I know the basics of the Gunpowder Plot (in fact, I used it as my specialist subject in History Club Mastermind at school) but there are a few brilliant little facts that I discovered when researching for a client recently. So here they are, in all their 5th of November, Treason and Plot glory – three facts I never knew about the Gunpowder Plot.
An Anonymous Letter
The main reason the Houses of Parliament weren’t blown sky-high as planned was an anonymous tip-off to a member of the House of Lords. Lord Monteagle received a letter warning him to stay away from the opening of Parliament on 5 November 1605, and he naturally smelled a rat (I think I would, too) and instigated a search of the site. It revealed a massive pile of firewood and barrels of gunpowder – probably not strictly necessary for the wheels of power to turn, at least not here, so immediately things were a bit suspicious. Coupled with the discovery of a man mooching around in the cellars with no good reason to be there – Guy Fawkes – and the plot was foiled, but only within moments of the planned fuse-lighting.
A Gangster Show-Down
Three of the gang were never brought to trial – because they were killed in a stand-off. When they heard that Guy Fawkes had been arrested, they holed up at one of their country estates, Holbeche House in Staffordshire. Fawkes gave up their names under torture, and the authorities charged up there for a shoot-out to rival Al Capone and the Prohibition (illustrated in this header, in a painting by Ernest Crofts). Three of them were killed and the remaining plotters were arrested, and went to trial with Guy Fawkes.
The First Guy Didn’t Burn
Guy Fawkes wasn’t burned as a punishment for his part in the plot. Even though we burn effigies of a “Guy” on our bonfires, he was sentenced to a different kind of 1600s justice – being hung, drawn and quartered, along with the rest of the convicted conspirators.
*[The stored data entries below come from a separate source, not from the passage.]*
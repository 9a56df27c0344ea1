//! Interactive terminal mode: a plain line-oriented loop. Streams
//! assistant prose, prints tool progress lines, and handles Ctrl-C by
//! firing the run's cancellation token.

use std::io::Write;
use std::sync::{Arc, Mutex};

use async_trait::async_trait;
use gloop_core::{EffectError, Effects, World};
use gloop_engine::{eval, route_input};
use gloop_session::{RebootSession, SESSION_FILE};
use tokio_util::sync::CancellationToken;
use tracing::debug;

use crate::effects::{AgentEffects, Sink};
use crate::runtime::Runtime;

/// Printing sink; tracks the in-flight tool so an abort can mark it
/// interrupted.
#[derive(Clone, Default)]
pub struct TerminalSink {
    running_tool: Arc<Mutex<Option<String>>>,
}

impl TerminalSink {
    fn take_running(&self) -> Option<String> {
        self.running_tool.lock().unwrap().take()
    }
}

async fn read_line() -> Result<Option<String>, EffectError> {
    tokio::task::spawn_blocking(|| {
        let mut line = String::new();
        match std::io::stdin().read_line(&mut line) {
            Ok(0) => Ok(None), // EOF
            Ok(_) => Ok(Some(line.trim_end_matches(['\r', '\n']).to_string())),
            Err(e) => Err(EffectError::Io(e.to_string())),
        }
    })
    .await
    .map_err(|e| EffectError::Io(e.to_string()))?
}

fn prompt(text: &str) {
    print!("{text}");
    let _ = std::io::stdout().flush();
}

#[async_trait]
impl Sink for TerminalSink {
    async fn chunk(&self, text: &str) {
        prompt(text);
    }

    async fn done(&self) {
        println!();
    }

    async fn tool_parsed(&self, name: &str, preview: &str) {
        println!("  [tool] {name}: {preview}");
    }

    async fn tool_start(&self, name: &str, preview: &str) {
        *self.running_tool.lock().unwrap() = Some(name.to_string());
        debug!(tool = name, preview, "tool starting");
    }

    async fn tool_done(&self, name: &str, ok: bool, output: &str) {
        self.take_running();
        if ok {
            println!("  [ok] {name}");
        } else {
            println!("  [err] {name}: {output}");
        }
    }

    async fn confirm(&self, command: &str) -> Result<bool, EffectError> {
        prompt(&format!("  [confirm] {command}\n  Allow? [y/N] "));
        let answer = read_line().await?.unwrap_or_default();
        Ok(matches!(answer.trim().to_lowercase().as_str(), "y" | "yes"))
    }

    async fn ask(&self, question: &str) -> Result<String, EffectError> {
        prompt(&format!("  [question] {question}\n  > "));
        Ok(read_line().await?.unwrap_or_default())
    }

    async fn complete(&self, summary: &str) {
        println!("\n  [complete] {summary}");
    }

    async fn remembered(&self, content: &str) {
        println!("  [remember] {content}");
    }

    async fn forgot(&self, content: &str) {
        println!("  [forget] {content}");
    }

    async fn rebooting(&self, reason: &str) {
        println!("\n  [reboot] {reason}");
    }
}

/// Run the interactive loop until EOF.
pub async fn run(runtime: Runtime) -> Result<(), Box<dyn std::error::Error>> {
    let sink = TerminalSink::default();
    let effects = AgentEffects::new(
        Arc::clone(&runtime.conversation),
        Arc::clone(&runtime.registry),
        Arc::clone(&runtime.memory),
        runtime.tools_dir.clone(),
        SESSION_FILE.into(),
        sink.clone(),
    );
    effects.refresh_system().await?;

    println!();
    println!("  gloop — model {}", runtime.conversation.model());
    println!("  /tools lists tools, /install <manifest> adds one, Ctrl-C interrupts.");
    println!();

    // A pending reboot session becomes the first input.
    let mut pending = RebootSession::load_and_delete(SESSION_FILE.as_ref()).map(|session| {
        runtime.conversation.set_history(session.history.clone());
        println!("  [resumed] {}", session.reason);
        session.resume_input()
    });

    loop {
        let line = match pending.take() {
            Some(input) => input,
            None => {
                prompt("you> ");
                match read_line().await? {
                    Some(line) => line,
                    None => break, // EOF
                }
            }
        };
        if line.trim().is_empty() {
            continue;
        }
        if line.trim() == "exit" {
            break;
        }

        let cancel = CancellationToken::new();
        let world = World::new(
            Arc::clone(&runtime.conversation),
            Arc::clone(&runtime.registry),
        )
        .with_cancel(cancel.clone())
        .with_prune_threshold(runtime.config.prune_threshold);

        // Ctrl-C fires the run's token; the evaluator unwinds at its next
        // checkpoint.
        let watcher = tokio::spawn({
            let cancel = cancel.clone();
            async move {
                if tokio::signal::ctrl_c().await.is_ok() {
                    cancel.cancel();
                }
            }
        });

        let result = eval(route_input(&line), &world, &effects).await;
        watcher.abort();

        match result {
            Ok(()) => {}
            Err(e) if e.is_aborted() => {
                if let Some(tool) = sink.take_running() {
                    println!("  [err] {tool}: interrupted");
                }
                println!("[Interrupted]");
            }
            Err(e) => {
                eprintln!("  [error] {e}");
            }
        }
    }

    println!("\n  bye");
    Ok(())
}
However, he did take the matter of his death into his own hands: he leapt to his own destruction from the execution ladder before they could start on the hanging part.
There is a lot of speculation out there, from more learned students of history than I am, about what would have happened to the country – and even the world – had the plot succeeded. If King James had been blown up along with the majority of the aristocracy of the time, it’s possible that the early British colonies in the West Indies and America would never have been established. England and Scotland may have had a Catholic monarch again – or perhaps an even a more strongly-Protestant one than James was. Perhaps the two countries would have divided as quickly as they’d been united, and reverted to separate royal families.
We’ll never know…but it’s a wonderful thing that we continue to celebrate the foiling of such a brutal and brazen mass-murder attempt, over 400 years later.